[Collected data]

==================================================

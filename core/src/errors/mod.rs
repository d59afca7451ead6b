//! Domain-specific error types and error handling.

mod types;

pub use types::{ClaimViolations, RefreshTokenError, TokenError};

use thiserror::Error;

/// Outward status category an error maps to at the service boundary
#[derive(Debug, Clone, Copy, PartialEq, Eq)]
pub enum ErrorCategory {
    /// The presented credential does not authenticate the caller
    Unauthorized,
    /// The presented refresh token is unknown or stale
    BadRequest,
    /// Storage or other infrastructure failure
    Internal,
}

/// Errors crossing the token service boundary
#[derive(Error, Debug, Clone, PartialEq, Eq)]
pub enum DomainError {
    #[error(transparent)]
    Token(#[from] TokenError),

    #[error(transparent)]
    RefreshToken(#[from] RefreshTokenError),

    #[error(transparent)]
    InvalidClaims(#[from] ClaimViolations),

    #[error("Storage error: {message}")]
    Storage { message: String },

    #[error("Cache error: {message}")]
    Cache { message: String },

    #[error("Internal error: {message}")]
    Internal { message: String },
}

impl DomainError {
    pub fn storage(message: impl Into<String>) -> Self {
        DomainError::Storage {
            message: message.into(),
        }
    }

    pub fn cache(message: impl Into<String>) -> Self {
        DomainError::Cache {
            message: message.into(),
        }
    }

    /// Stable code for programmatic handling
    pub fn error_code(&self) -> &'static str {
        match self {
            DomainError::Token(e) => e.error_code(),
            DomainError::RefreshToken(e) => e.error_code(),
            DomainError::InvalidClaims(_) => "INVALID_CLAIMS",
            DomainError::Storage { .. } => "STORAGE_ERROR",
            DomainError::Cache { .. } => "CACHE_ERROR",
            DomainError::Internal { .. } => "INTERNAL_ERROR",
        }
    }

    pub fn category(&self) -> ErrorCategory {
        match self {
            DomainError::Token(_) | DomainError::InvalidClaims(_) => ErrorCategory::Unauthorized,
            DomainError::RefreshToken(_) => ErrorCategory::BadRequest,
            DomainError::Storage { .. } | DomainError::Cache { .. } | DomainError::Internal { .. } => {
                ErrorCategory::Internal
            }
        }
    }

    /// Token-level causes carried by this error, in order
    ///
    /// Empty for store and infrastructure errors.
    pub fn causes(&self) -> Vec<TokenError> {
        match self {
            DomainError::Token(e) => vec![e.clone()],
            DomainError::InvalidClaims(violations) => violations.errors().to_vec(),
            _ => Vec::new(),
        }
    }
}

pub type DomainResult<T> = Result<T, DomainError>;
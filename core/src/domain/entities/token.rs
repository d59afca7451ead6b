//! Token entities for JWT-based authentication with refresh-token rotation.

use std::fmt;

use chrono::{DateTime, Duration, Utc};
use serde::{Deserialize, Serialize};
use uuid::Uuid;

use super::user::{Role, UserId};
use crate::domain::value_objects::SecurityContext;
use crate::errors::TokenError;

/// Payload signed into every access token
///
/// Timestamps are whole seconds; the token service builds them from the
/// rounded clock and the signer encodes them as epoch seconds.
#[derive(Debug, Clone, PartialEq, Eq, Serialize, Deserialize)]
pub struct Claims {
    pub issuer: String,

    /// Decimal user id
    pub subject: String,

    pub audience: String,

    /// Lowercase role name
    pub role: String,

    pub issued_at: DateTime<Utc>,

    pub expires_at: DateTime<Utc>,
}

impl Claims {
    /// Builds the claims for a freshly issued access token
    ///
    /// # Arguments
    ///
    /// * `issuer` - Configured issuer
    /// * `context` - Identity the token is issued to
    /// * `issued_at` - Rounded issuance instant
    /// * `lifetime` - Access token lifetime
    ///
    /// Fails with `TokenGenerationFailed` when the expiry is not representable.
    pub fn for_context(
        issuer: impl Into<String>,
        context: &SecurityContext,
        issued_at: DateTime<Utc>,
        lifetime: Duration,
    ) -> Result<Self, TokenError> {
        let expires_at = issued_at
            .checked_add_signed(lifetime)
            .ok_or(TokenError::TokenGenerationFailed)?;
        let subject = context.user_id.to_string();
        Ok(Self {
            issuer: issuer.into(),
            audience: subject.clone(),
            subject,
            role: context.role.as_str().to_string(),
            issued_at,
            expires_at,
        })
    }
}

/// Signed, self-contained access token
#[derive(Clone, PartialEq, Eq, Hash, Serialize, Deserialize)]
#[serde(transparent)]
pub struct AccessToken(String);

impl AccessToken {
    pub fn new(token: impl Into<String>) -> Self {
        Self(token.into())
    }

    pub fn as_str(&self) -> &str {
        &self.0
    }

    pub fn into_inner(self) -> String {
        self.0
    }
}

impl fmt::Debug for AccessToken {
    fn fmt(&self, f: &mut fmt::Formatter<'_>) -> fmt::Result {
        f.write_str("AccessToken(<redacted>)")
    }
}

impl From<String> for AccessToken {
    fn from(token: String) -> Self {
        Self(token)
    }
}

/// Opaque refresh token: a key into refresh-token storage
#[derive(Clone, PartialEq, Eq, Hash, Serialize, Deserialize)]
#[serde(transparent)]
pub struct RefreshToken(String);

impl RefreshToken {
    /// Generates a new unguessable token id
    pub fn generate() -> Self {
        Self(Uuid::new_v4().simple().to_string())
    }

    pub fn new(token: impl Into<String>) -> Self {
        Self(token.into())
    }

    pub fn as_str(&self) -> &str {
        &self.0
    }

    pub fn into_inner(self) -> String {
        self.0
    }
}

impl fmt::Debug for RefreshToken {
    fn fmt(&self, f: &mut fmt::Formatter<'_>) -> fmt::Result {
        f.write_str("RefreshToken(<redacted>)")
    }
}

impl From<String> for RefreshToken {
    fn from(token: String) -> Self {
        Self(token)
    }
}

/// Lifecycle status of a stored refresh token
#[derive(Debug, Clone, Copy, PartialEq, Eq, Serialize, Deserialize)]
pub enum RefreshTokenStatus {
    Active,
    Revoked(DateTime<Utc>),
}

/// Persisted refresh token row
#[derive(Debug, Clone, PartialEq, Eq, Serialize, Deserialize)]
pub struct RefreshTokenRecord {
    pub token: RefreshToken,

    pub user_id: UserId,

    /// Role at issuance time
    pub role: Role,

    pub issued_at: DateTime<Utc>,

    pub expires_at: DateTime<Utc>,

    pub revoked_at: Option<DateTime<Utc>>,
}

impl RefreshTokenRecord {
    /// Creates an active record issued at `now`
    pub fn issue(
        user_id: UserId,
        role: Role,
        now: DateTime<Utc>,
        lifetime: Duration,
    ) -> Result<Self, TokenError> {
        let expires_at = now
            .checked_add_signed(lifetime)
            .ok_or(TokenError::TokenGenerationFailed)?;

        Ok(Self {
            token: RefreshToken::generate(),
            user_id,
            role,
            issued_at: now,
            expires_at,
            revoked_at: None,
        })
    }

    pub fn status(&self) -> RefreshTokenStatus {
        match self.revoked_at {
            None => RefreshTokenStatus::Active,
            Some(at) => RefreshTokenStatus::Revoked(at),
        }
    }

    pub fn is_active(&self) -> bool {
        self.revoked_at.is_none()
    }

    /// A token expiring exactly at `now` is still valid
    pub fn is_expired_at(&self, now: DateTime<Utc>) -> bool {
        self.expires_at < now
    }

    pub fn security_context(&self) -> SecurityContext {
        SecurityContext::new(self.user_id, self.role)
    }
}

/// Token pair handed back on login and refresh
#[derive(Debug, Clone, PartialEq, Eq, Serialize, Deserialize)]
pub struct TokenPair {
    pub refresh_token: RefreshToken,

    pub access_token: AccessToken,

    pub access_expires_at: DateTime<Utc>,

    pub refresh_expires_at: DateTime<Utc>,
}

==================================================

#### EXERCISE BRIEF
Your job is to print exactly the lines that run from the top of the entries through the line with "use thiserror::Error;", and no others.

#### ANSWER SPACE
filename core/src/errors/mod.rs
repository d59afca7451ead6b
//! Domain-specific error types and error handling.

mod types;

pub use types::{ClaimViolations, RefreshTokenError, TokenError};

use thiserror::Error;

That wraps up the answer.